Young people’s rights under pressure
Young people’s sexual and reproductive health and rights are consistently denied, ignored or unmet in many communities and countries. Many cannot access the right information and education, services and care.
Young people’s sexual and reproductive health and rights are under pressure around the world in the face of taboos, shrinking civic space and growing conservatism.
This is due to exclusion and gaps in provision driven by prevailing cultural, social and religious norms and values, as well as traditional gender roles.
Taboos leave young people feeling ashamed and uninformed about their sexuality. On top of the negative health impact young people face, gender stereotypes and inequality cause stigmatisation, discrimination and violence. There is the particular exclusion of girls and young women.
But all is not doom and gloom. Young people are increasingly at the forefront of claiming their rights. More and more they are obtaining the knowledge and skills to navigate societal obstacles to be free to enjoy their sexuality and relationships.
Our work on sexual rights for young people
Rutgers upholds the right of everyone to make their own choices on their body and relationships, enjoy a healthy sex life and experience their own sexuality in a positive, safe way, free of coercion, discrimination and violence.
In our work, we focus particularly on those young people that are under-represented, such as girls and young women and young LGTBQI+ people.
We do that by:
- Providing comprehensive sexuality education to ensure young people have the knowledge and competencies to navigate ideologies, values, needs and practices related to gender and sexuality present in society.
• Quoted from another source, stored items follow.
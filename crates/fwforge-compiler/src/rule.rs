//! In-flight rule representations.
//!
//! A pipeline works on deep copies of the source rows: the row data from the
//! model plus a typed auxiliary record the stages fill in as they make
//! decisions (chain, target, negation strategy, multiport, snapshots of the
//! original action). Three sibling rule types share the [`CompilerRule`]
//! trait so that element-generic stages (group expansion, dedup, family
//! filtering) are written once.

use crate::context::CompilerContext;
use fwforge_model::rules::{NatRuleData, PolicyRuleData, RoutingRuleData, RuleElement};
use fwforge_model::Action;

/// Positional slot identifiers across all rule kinds.
#[derive(Debug, Clone, Copy, PartialEq, Eq)]
pub enum ElementSlot {
    Src,
    Dst,
    Srv,
    Itf,
    Time,
    OrigSrc,
    OrigDst,
    OrigSrv,
    TransSrc,
    TransDst,
    TransSrv,
    ItfIn,
    ItfOut,
    RouteDst,
    Gateway,
    RouteItf,
}

impl ElementSlot {
    pub fn label(&self) -> &'static str {
        match self {
            ElementSlot::Src => "Source",
            ElementSlot::Dst => "Destination",
            ElementSlot::Srv => "Service",
            ElementSlot::Itf => "Interface",
            ElementSlot::Time => "Time",
            ElementSlot::OrigSrc => "Original Source",
            ElementSlot::OrigDst => "Original Destination",
            ElementSlot::OrigSrv => "Original Service",
            ElementSlot::TransSrc => "Translated Source",
            ElementSlot::TransDst => "Translated Destination",
            ElementSlot::TransSrv => "Translated Service",
            ElementSlot::ItfIn => "Inbound Interface",
            ElementSlot::ItfOut => "Outbound Interface",
            ElementSlot::RouteDst => "Destination",
            ElementSlot::Gateway => "Gateway",
            ElementSlot::RouteItf => "Interface",
        }
    }
}

/// Access shared by the element-generic stages.
pub trait CompilerRule: Clone + std::fmt::Debug {
    /// Slots this rule kind carries, in canonical order.
    fn slots() -> &'static [ElementSlot];
    fn element(&self, slot: ElementSlot) -> &RuleElement;
    fn element_mut(&mut self, slot: ElementSlot) -> &mut RuleElement;
    fn label(&self) -> &str;
    fn position(&self) -> usize;
    /// Canonical one-line view for the debug harness.
    fn dump(&self, ctx: &CompilerContext) -> String;
}

fn dump_element(ctx: &CompilerContext, el: &RuleElement) -> String {
    if el.is_any() {
        return "any".to_string();
    }
    let names: Vec<String> = el
        .items
        .iter()
        .map(|id| ctx.store.get(*id).name.clone())
        .collect();
    let body = names.join(",");
    if el.negated {
        format!("!{}", body)
    } else {
        body
    }
}

// ----------------------------------------------------------------------
// Policy rules
// ----------------------------------------------------------------------

/// Stage-filled metadata on a policy rule.
#[derive(Debug, Clone, Default, PartialEq)]
pub struct PolicyAux {
    pub chain: Option<String>,
    pub target: Option<String>,
    /// Action as it stood before the logging/negation stages rewrote it.
    pub stored_action: Option<Action>,
    pub originated_with_tagging: bool,
    pub originated_with_classification: bool,
    pub originated_with_routing: bool,
    pub single_object_negation_src: bool,
    pub single_object_negation_dst: bool,
    pub single_object_negation_srv: bool,
    pub single_object_negation_itf: bool,
    pub multiport: bool,
    pub action_on_reject: Option<String>,
    /// Set on rules produced by negation expansion; blocks firewall-object
    /// stripping which would change the match.
    pub upstream_rule_neg: bool,
    /// Direction resolved to "no interface match at all" (`.iface = nil`).
    pub iface_none: bool,
    /// Wildcard interface sentinel: emit `-i +` / `-o +`.
    pub iface_wildcard: bool,
    /// Rule lives in a user chain already filtered by its jump rule.
    pub in_temp_chain: bool,
    /// Rule is pinned to the loopback interface.
    pub on_loopback: bool,
    /// NAT-virtual addresses present; keep firewall references intact.
    pub nat_virtual: bool,
    /// Emit CONNMARK --save-mark instead of MARK.
    pub connmark_save: bool,
    /// The jump into this rule's chain already matched the service.
    pub srv_matched_upstream: bool,
}

#[derive(Debug, Clone, PartialEq)]
pub struct PolicyRule {
    pub data: PolicyRuleData,
    pub aux: PolicyAux,
}

impl PolicyRule {
    pub fn from_data(data: PolicyRuleData) -> Self {
        Self {
            data,
            aux: PolicyAux::default(),
        }
    }

    pub fn chain(&self) -> &str {
        self.aux.chain.as_deref().unwrap_or("")
    }

    pub fn target(&self) -> &str {
        self.aux.target.as_deref().unwrap_or("")
    }
}

static POLICY_SLOTS: [ElementSlot; 5] = [
    ElementSlot::Src,
    ElementSlot::Dst,
    ElementSlot::Srv,
    ElementSlot::Itf,
    ElementSlot::Time,
];

impl CompilerRule for PolicyRule {
    fn slots() -> &'static [ElementSlot] {
        &POLICY_SLOTS
    }

    fn element(&self, slot: ElementSlot) -> &RuleElement {
        match slot {
            ElementSlot::Src => &self.data.src,
            ElementSlot::Dst => &self.data.dst,
            ElementSlot::Srv => &self.data.srv,
            ElementSlot::Itf => &self.data.itf,
            ElementSlot::Time => &self.data.time,
            other => panic!("policy rule has no {:?} element", other),
        }
    }

    fn element_mut(&mut self, slot: ElementSlot) -> &mut RuleElement {
        match slot {
            ElementSlot::Src => &mut self.data.src,
            ElementSlot::Dst => &mut self.data.dst,
            ElementSlot::Srv => &mut self.data.srv,
            ElementSlot::Itf => &mut self.data.itf,
            ElementSlot::Time => &mut self.data.time,
            other => panic!("policy rule has no {:?} element", other),
        }
    }

    fn label(&self) -> &str {
        &self.data.label
    }

    fn position(&self) -> usize {
        self.data.position
    }

    fn dump(&self, ctx: &CompilerContext) -> String {
        let mut flags = String::new();
        if self.aux.single_object_negation_src {
            flags.push_str(" !src");
        }
        if self.aux.single_object_negation_dst {
            flags.push_str(" !dst");
        }
        if self.aux.single_object_negation_srv {
            flags.push_str(" !srv");
        }
        if self.aux.single_object_negation_itf {
            flags.push_str(" !itf");
        }
        if self.aux.multiport {
            flags.push_str(" multiport");
        }
        if self.aux.in_temp_chain {
            flags.push_str(" leaf");
        }
        format!(
            "{} src={} dst={} srv={} itf={} dir={} action={} chain={} target={}{}",
            self.data.label,
            dump_element(ctx, &self.data.src),
            dump_element(ctx, &self.data.dst),
            dump_element(ctx, &self.data.srv),
            dump_element(ctx, &self.data.itf),
            self.data.direction.code(),
            self.data.action.as_str(),
            self.chain(),
            self.target(),
            flags
        )
    }
}

// ----------------------------------------------------------------------
// NAT rules
// ----------------------------------------------------------------------

/// NAT variant, assigned by the classification stage.
#[derive(Debug, Clone, Copy, PartialEq, Eq)]
pub enum NatKind {
    Snat,
    SNetNat,
    Dnat,
    DNetNat,
    Redirect,
    NoNat,
    SdNat,
    NatBranch,
    Masquerade,
    Return,
}

impl NatKind {
    pub fn as_str(&self) -> &'static str {
        match self {
            NatKind::Snat => "SNAT",
            NatKind::SNetNat => "SNetnat",
            NatKind::Dnat => "DNAT",
            NatKind::DNetNat => "DNetnat",
            NatKind::Redirect => "Redirect",
            NatKind::NoNat => "NONAT",
            NatKind::SdNat => "SDNAT",
            NatKind::NatBranch => "NATBranch",
            NatKind::Masquerade => "Masq",
            NatKind::Return => "Return",
        }
    }
}

#[derive(Debug, Clone, Default, PartialEq)]
pub struct NatAux {
    pub chain: Option<String>,
    pub target: Option<String>,
    pub kind: Option<NatKind>,
    pub single_object_negation_itf_in: bool,
    pub single_object_negation_itf_out: bool,
    pub multiport: bool,
}

#[derive(Debug, Clone, PartialEq)]
pub struct NatRule {
    pub data: NatRuleData,
    pub aux: NatAux,
}

impl NatRule {
    pub fn from_data(data: NatRuleData) -> Self {
        Self {
            data,
            aux: NatAux::default(),
        }
    }

    pub fn chain(&self) -> &str {
        self.aux.chain.as_deref().unwrap_or("")
    }

    pub fn target(&self) -> &str {
        self.aux.target.as_deref().unwrap_or("")
    }
}

static NAT_SLOTS: [ElementSlot; 8] = [
    ElementSlot::OrigSrc,
    ElementSlot::OrigDst,
    ElementSlot::OrigSrv,
    ElementSlot::TransSrc,
    ElementSlot::TransDst,
    ElementSlot::TransSrv,
    ElementSlot::ItfIn,
    ElementSlot::ItfOut,
];

impl CompilerRule for NatRule {
    fn slots() -> &'static [ElementSlot] {
        &NAT_SLOTS
    }

    fn element(&self, slot: ElementSlot) -> &RuleElement {
        match slot {
            ElementSlot::OrigSrc => &self.data.osrc,
            ElementSlot::OrigDst => &self.data.odst,
            ElementSlot::OrigSrv => &self.data.osrv,
            ElementSlot::TransSrc => &self.data.tsrc,
            ElementSlot::TransDst => &self.data.tdst,
            ElementSlot::TransSrv => &self.data.tsrv,
            ElementSlot::ItfIn => &self.data.itf_in,
            ElementSlot::ItfOut => &self.data.itf_out,
            other => panic!("NAT rule has no {:?} element", other),
        }
    }

    fn element_mut(&mut self, slot: ElementSlot) -> &mut RuleElement {
        match slot {
            ElementSlot::OrigSrc => &mut self.data.osrc,
            ElementSlot::OrigDst => &mut self.data.odst,
            ElementSlot::OrigSrv => &mut self.data.osrv,
            ElementSlot::TransSrc => &mut self.data.tsrc,
            ElementSlot::TransDst => &mut self.data.tdst,
            ElementSlot::TransSrv => &mut self.data.tsrv,
            ElementSlot::ItfIn => &mut self.data.itf_in,
            ElementSlot::ItfOut => &mut self.data.itf_out,
            other => panic!("NAT rule has no {:?} element", other),
        }
    }

    fn label(&self) -> &str {
        &self.data.label
    }

    fn position(&self) -> usize {
        self.data.position
    }

    fn dump(&self, ctx: &CompilerContext) -> String {
        format!(
            "{} osrc={} odst={} osrv={} tsrc={} tdst={} tsrv={} kind={} chain={} target={}",
            self.data.label,
            dump_element(ctx, &self.data.osrc),
            dump_element(ctx, &self.data.odst),
            dump_element(ctx, &self.data.osrv),
            dump_element(ctx, &self.data.tsrc),
            dump_element(ctx, &self.data.tdst),
            dump_element(ctx, &self.data.tsrv),
            self.aux.kind.map(|k| k.as_str()).unwrap_or("-"),
            self.chain(),
            self.target(),
        )
    }
}

// ----------------------------------------------------------------------
// Routing rules
// ----------------------------------------------------------------------

#[derive(Debug, Clone, Default, PartialEq)]
pub struct RoutingAux {
    /// Set when the destination is empty and the rule becomes the default
    /// route.
    pub default_route: bool,
}

#[derive(Debug, Clone, PartialEq)]
pub struct RoutingRule {
    pub data: RoutingRuleData,
    pub aux: RoutingAux,
}

impl RoutingRule {
    pub fn from_data(data: RoutingRuleData) -> Self {
        Self {
            data,
            aux: RoutingAux::default(),
        }
    }
}

static ROUTING_SLOTS: [ElementSlot; 3] = [
    ElementSlot::RouteDst,
    ElementSlot::Gateway,
    ElementSlot::RouteItf,
];

impl CompilerRule for RoutingRule {
    fn slots() -> &'static [ElementSlot] {
        &ROUTING_SLOTS
    }

    fn element(&self, slot: ElementSlot) -> &RuleElement {
        match slot {
            ElementSlot::RouteDst => &self.data.dst,
            ElementSlot::Gateway => &self.data.gateway,
            ElementSlot::RouteItf => &self.data.itf,
            other => panic!("routing rule has no {:?} element", other),
        }
    }

    fn element_mut(&mut self, slot: ElementSlot) -> &mut RuleElement {
        match slot {
            ElementSlot::RouteDst => &mut self.data.dst,
            ElementSlot::Gateway => &mut self.data.gateway,
            ElementSlot::RouteItf => &mut self.data.itf,
            other => panic!("routing rule has no {:?} element", other),
        }
    }

    fn label(&self) -> &str {
        &self.data.label
    }

    fn position(&self) -> usize {
        self.data.position
    }

    fn dump(&self, ctx: &CompilerContext) -> String {
        format!(
            "{} dst={} gw={} itf={} metric={}",
            self.data.label,
            dump_element(ctx, &self.data.dst),
            dump_element(ctx, &self.data.gateway),
            dump_element(ctx, &self.data.itf),
            self.data.metric,
        )
    }
}
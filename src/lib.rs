pub mod calibration;
pub mod error;
pub mod math;
pub mod model;

pub use calibration::{basic_reproduction_number, calibrate_to_r0};
pub use error::EpiError;
pub use model::params::{
    EpiInputs, PopulationSnapshot, ProgressionRates, RateConstants, StageRates,
};
pub use model::seir::{CompartmentLayout, SeirConfig, SeirModel, StepStrategy, Trajectory};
- Improving existing sexual and reproductive health services: initially adopting a minimum package of youth-friendly services and later more progressive packages. Strengthening the knowledge and practices of health workers is vital to increase and improve their skills and attitudes towards young people, particularly underserved groups.
- Creating an enabling environment in which young people are supported to seek and receive sexuality information and services. Specific attention is needed to create more parental, community and political acceptance of young people’s sexuality and support for the sexual rights of underserved groups.
The benefits of improved sexual and reproductive health and rights are many. They lead to better health outcomes and sexual wellbeing for young people and advance gender equality.
The impact of COVID-19
The COVID-19 pandemic stalled progress in the field of sexuality. In many countries, where some health services continued, sexuality education, reproductive health services and access to safe abortion were often not seen as essential.
Combined with the effects of lockdowns, sexual rights have been violated more than before. This has harmed many lives and made us steadfast in continuing our work.
Amplifying young people’s voices
We are unleashing the power of youth to transform gender and power relations by reinforcing positive norms and values and increase public support for sexual and reproductive health and rights.
We are strengthening the capacity of young people on advocacy, dealing with opposition, youth participation and leadership and gender-transformative approaches.
Our youth-centred Right Here Right Now programme sees young people, especially girls, young women and young LGBTQI+ people, empowered to make decisions about their sexuality,
Power to You(th) works for more girls and young women to be meaningfully included in decision-making around harmful practices, like: female genital mutilation, child marriage.